Villa de Álvarez (/es/) is a municipality in the Mexican state of Colima, being the smallest but most densely populated municipality in Colima.
The municipal seat lies at Villa de Álvarez.

The municipality covers an area of 428.4 km^{2}, and, in 2005, reported a total population of 100,121.

The municipality of Villa de Álvarez is located in the north-central zone of the state of Colima. between the geographic coordinates 19°13'-19°26' north latitude and 103°38'-104°02' west longitude and its altitude fluctuates between 400 and 1800 meters above sea level. It borders the municipality of Minatitlán to the northwest, the municipality of Comala to the north, the municipality of Cuauhtémoc to the northeast, the municipality of Colima to the southeast and the municipality of Coquimatlán to the south.

== Orography-Hydrography ==
On the East side is located the least rugged surface with part of a valley, right where the municipal seat is located. Most of the territory has rugged and mountainous geography, in the area west of the Armería River whose main elevations are: Cerro del Rincón de Almoloyan, Cerro de El Chino and part of Cerro El Barrigón (at the top of which there is a crater that fills with water during the rainy season, forming a beautiful lagoon) located on the north side, Cerro de Culuapan, where there is an enormous rock that seems to threaten the nearby population of the same name.

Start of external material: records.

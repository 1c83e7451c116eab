/// Conversion backend HTTP client: image upload in, document bytes out.
use std::time::Instant;

use async_trait::async_trait;
use reqwest::header::{HeaderMap, HeaderValue, CONTENT_DISPOSITION, CONTENT_TYPE};
use reqwest::multipart::{Form, Part};
use reqwest::{Client, RequestBuilder, Response};
use serde_json::Value;
use tracing::{debug, info, warn};
use url::Url;

use pic2word_config::ClientConfig;
use pic2word_core::{
    content_disposition_filename, ConversionApi, ConversionRequest, ConversionResult,
    ConvertError, FormatDescriptor, HealthStatus, LanguageDescriptor,
};
use pic2word_logging::redact_url;

pub const CONVERT_PATH: &str = "/convert";
pub const FORMATS_PATH: &str = "/formats";
pub const LANGUAGES_PATH: &str = "/languages";
/// Served at the backend origin, outside the API prefix.
pub const HEALTH_PATH: &str = "/health";

/// Thin client over one conversion backend.
///
/// Cloning is cheap and clones share the connection pool. Configuration is
/// fixed at construction; nothing else is stored, so concurrent calls are
/// independent.
#[derive(Debug, Clone)]
pub struct ConversionClient {
    config: ClientConfig,
    http: Client,
}

impl ConversionClient {
    pub fn new(config: ClientConfig) -> Result<Self, ConvertError> {
        if config.timeout.is_zero() {
            return Err(ConvertError::Config("timeout must be greater than zero".into()));
        }
        let mut headers = HeaderMap::new();
        let content_type = HeaderValue::from_str(&config.content_type)
            .map_err(|e| ConvertError::Config(format!("invalid content type '{}': {e}", config.content_type)))?;
        headers.insert(CONTENT_TYPE, content_type);

        let http = Client::builder()
            .timeout(config.timeout)
            .user_agent(config.user_agent.as_str())
            .default_headers(headers)
            .build()
            .map_err(|e| ConvertError::Config(format!("failed to build HTTP client: {e}")))?;

        debug!(base_url = %redact_url(&config.base_url), timeout_secs = config.timeout.as_secs(), "Conversion client ready");
        Ok(Self { config, http })
    }

    /// Build a client from `PIC2WORD_API_URL` / `PIC2WORD_TIMEOUT_SECS`.
    pub fn from_env() -> Result<Self, ConvertError> {
        let config = ClientConfig::from_env().map_err(|e| ConvertError::Config(e.to_string()))?;
        Self::new(config)
    }

    pub fn config(&self) -> &ClientConfig {
        &self.config
    }

    /// `path` prefixed with the base URL; the bare path when none is set.
    pub fn endpoint_url(&self, path: &str) -> String {
        format!("{}{}", self.config.base_url, path)
    }

    fn resolve(&self, path: &str) -> Result<String, ConvertError> {
        if !self.config.has_base_url() {
            return Err(ConvertError::RelativeUrl(path.to_string()));
        }
        Ok(self.endpoint_url(path))
    }

    /// The health probe lives at the origin, e.g. `http://host:8080/health`
    /// for a base URL of `http://host:8080/api`.
    pub fn health_url(&self) -> Result<String, ConvertError> {
        if !self.config.has_base_url() {
            return Err(ConvertError::RelativeUrl(HEALTH_PATH.to_string()));
        }
        let mut url = Url::parse(&self.config.base_url)
            .map_err(|e| ConvertError::Config(format!("invalid base URL: {e}")))?;
        url.set_path(HEALTH_PATH);
        url.set_query(None);
        url.set_fragment(None);
        Ok(url.to_string())
    }

    /// Upload an image as `multipart/form-data` (`image`, `format`,
    /// `language`) and return the produced document untouched.
    pub async fn convert_image_to_word(
        &self,
        request: ConversionRequest,
    ) -> Result<ConversionResult, ConvertError> {
        request.validate()?;
        let url = self.resolve(CONVERT_PATH)?;
        let ConversionRequest { image, options } = request;

        info!(
            file = %image.file_name,
            bytes = image.len(),
            format = %options.format,
            language = %options.language,
            "Submitting image for conversion"
        );

        let part = Part::bytes(image.bytes.to_vec())
            .file_name(image.file_name.clone())
            .mime_str(image.content_type())
            .map_err(|e| ConvertError::InvalidRequest(format!("invalid image mime type: {e}")))?;
        let form = Form::new()
            .part("image", part)
            .text("format", options.format)
            .text("language", options.language);

        let response = self.send("POST", &url, self.http.post(&url).multipart(form)).await?;

        let content_type = header_string(&response, CONTENT_TYPE);
        let file_name = header_string(&response, CONTENT_DISPOSITION)
            .as_deref()
            .and_then(content_disposition_filename);
        let bytes = response.bytes().await.map_err(|e| self.classify(e))?;

        info!(bytes = bytes.len(), file = file_name.as_deref().unwrap_or("<unnamed>"), "Conversion finished");
        Ok(ConversionResult { bytes, content_type, file_name })
    }

    /// `/formats` payload exactly as the backend sent it.
    pub async fn get_supported_formats(&self) -> Result<Value, ConvertError> {
        self.get_json(FORMATS_PATH).await
    }

    /// `/languages` payload exactly as the backend sent it.
    pub async fn get_supported_languages(&self) -> Result<Value, ConvertError> {
        self.get_json(LANGUAGES_PATH).await
    }

    /// `/formats` decoded into descriptors.
    pub async fn supported_formats(&self) -> Result<Vec<FormatDescriptor>, ConvertError> {
        let value = self.get_supported_formats().await?;
        serde_json::from_value(value).map_err(|e| ConvertError::Decode(format!("formats: {e}")))
    }

    /// `/languages` decoded into descriptors.
    pub async fn supported_languages(&self) -> Result<Vec<LanguageDescriptor>, ConvertError> {
        let value = self.get_supported_languages().await?;
        serde_json::from_value(value).map_err(|e| ConvertError::Decode(format!("languages: {e}")))
    }

    pub async fn health(&self) -> Result<HealthStatus, ConvertError> {
        let url = self.health_url()?;
        let response = self.send("GET", &url, self.http.get(&url)).await?;
        let body = response.bytes().await.map_err(|e| self.classify(e))?;
        serde_json::from_slice(&body).map_err(|e| ConvertError::Decode(format!("health: {e}")))
    }

    async fn get_json(&self, path: &str) -> Result<Value, ConvertError> {
        let url = self.resolve(path)?;
        let response = self.send("GET", &url, self.http.get(&url)).await?;
        let body = response.bytes().await.map_err(|e| self.classify(e))?;
        serde_json::from_slice(&body).map_err(|e| ConvertError::Decode(format!("{path}: {e}")))
    }

    /// Send once. Non-2xx responses become `ConvertError::Status` carrying
    /// the raw body.
    async fn send(&self, method: &str, url: &str, request: RequestBuilder) -> Result<Response, ConvertError> {
        let started = Instant::now();
        let result = request.send().await;
        let elapsed_ms = started.elapsed().as_millis() as u64;

        let response = match result {
            Ok(response) => response,
            Err(e) => {
                let err = self.classify(e);
                warn!(method, url = %redact_url(url), elapsed_ms, error = %err, "Request failed");
                return Err(err);
            }
        };

        let status = response.status();
        debug!(method, url = %redact_url(url), status = status.as_u16(), elapsed_ms, "Response received");
        if !status.is_success() {
            let body = response.bytes().await.map_err(|e| self.classify(e))?;
            warn!(method, url = %redact_url(url), status = status.as_u16(), "Backend returned an error status");
            return Err(ConvertError::Status { status: status.as_u16(), body });
        }
        Ok(response)
    }

    fn classify(&self, err: reqwest::Error) -> ConvertError {
        if err.is_timeout() {
            ConvertError::Timeout { after: self.config.timeout }
        } else {
            ConvertError::Transport(err.to_string())
        }
    }
}

fn header_string(response: &Response, name: reqwest::header::HeaderName) -> Option<String> {
    response
        .headers()
        .get(name)
        .and_then(|v| v.to_str().ok())
        .map(str::to_string)
}

#[async_trait]
impl ConversionApi for ConversionClient {
    async fn convert_image_to_word(
        &self,
        request: ConversionRequest,
    ) -> Result<ConversionResult, ConvertError> {
        ConversionClient::convert_image_to_word(self, request).await
    }

    async fn get_supported_formats(&self) -> Result<Value, ConvertError> {
        ConversionClient::get_supported_formats(self).await
    }

    async fn get_supported_languages(&self) -> Result<Value, ConvertError> {
        ConversionClient::get_supported_languages(self).await
    }

    async fn health(&self) -> Result<HealthStatus, ConvertError> {
        ConversionClient::health(self).await
    }
}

- The Armería River crosses the municipality from north to south; its tributaries are the rivers: Picachos, Comala and San Antonio. The volume of runoff water is concentrated in Peñitas.
- The Colima River on the west bank establishes the boundary with the municipalities of Colima and Cuauhtémoc.
- The following lagoons are located in the municipality: La Grande, Pastores, to the northwest that of Carrizal, Las Cuatas, and El Pozo.
- The municipality has some streams such as: El Seco, Tecomala, Del Diablo, San Palmar, Agua Dulce, and the Pereira that crosses the municipal seat. There are also some boards, including the Simón Macías.
The climates of the municipality, due to the level of humidity, are sub-humid, and in relation to their temperature, warm; In the center and north of the municipality there is a warm sub-humid climate with rains in summer; and to the northwest it is also warm sub-humid and semi-warm sub-humid, with rains during the summer. The average annual temperature is 23.7 °C, and the average rainfall is 1,193.8 cubic millimeters, with rainfall, which during the months of May, June, July, August and September.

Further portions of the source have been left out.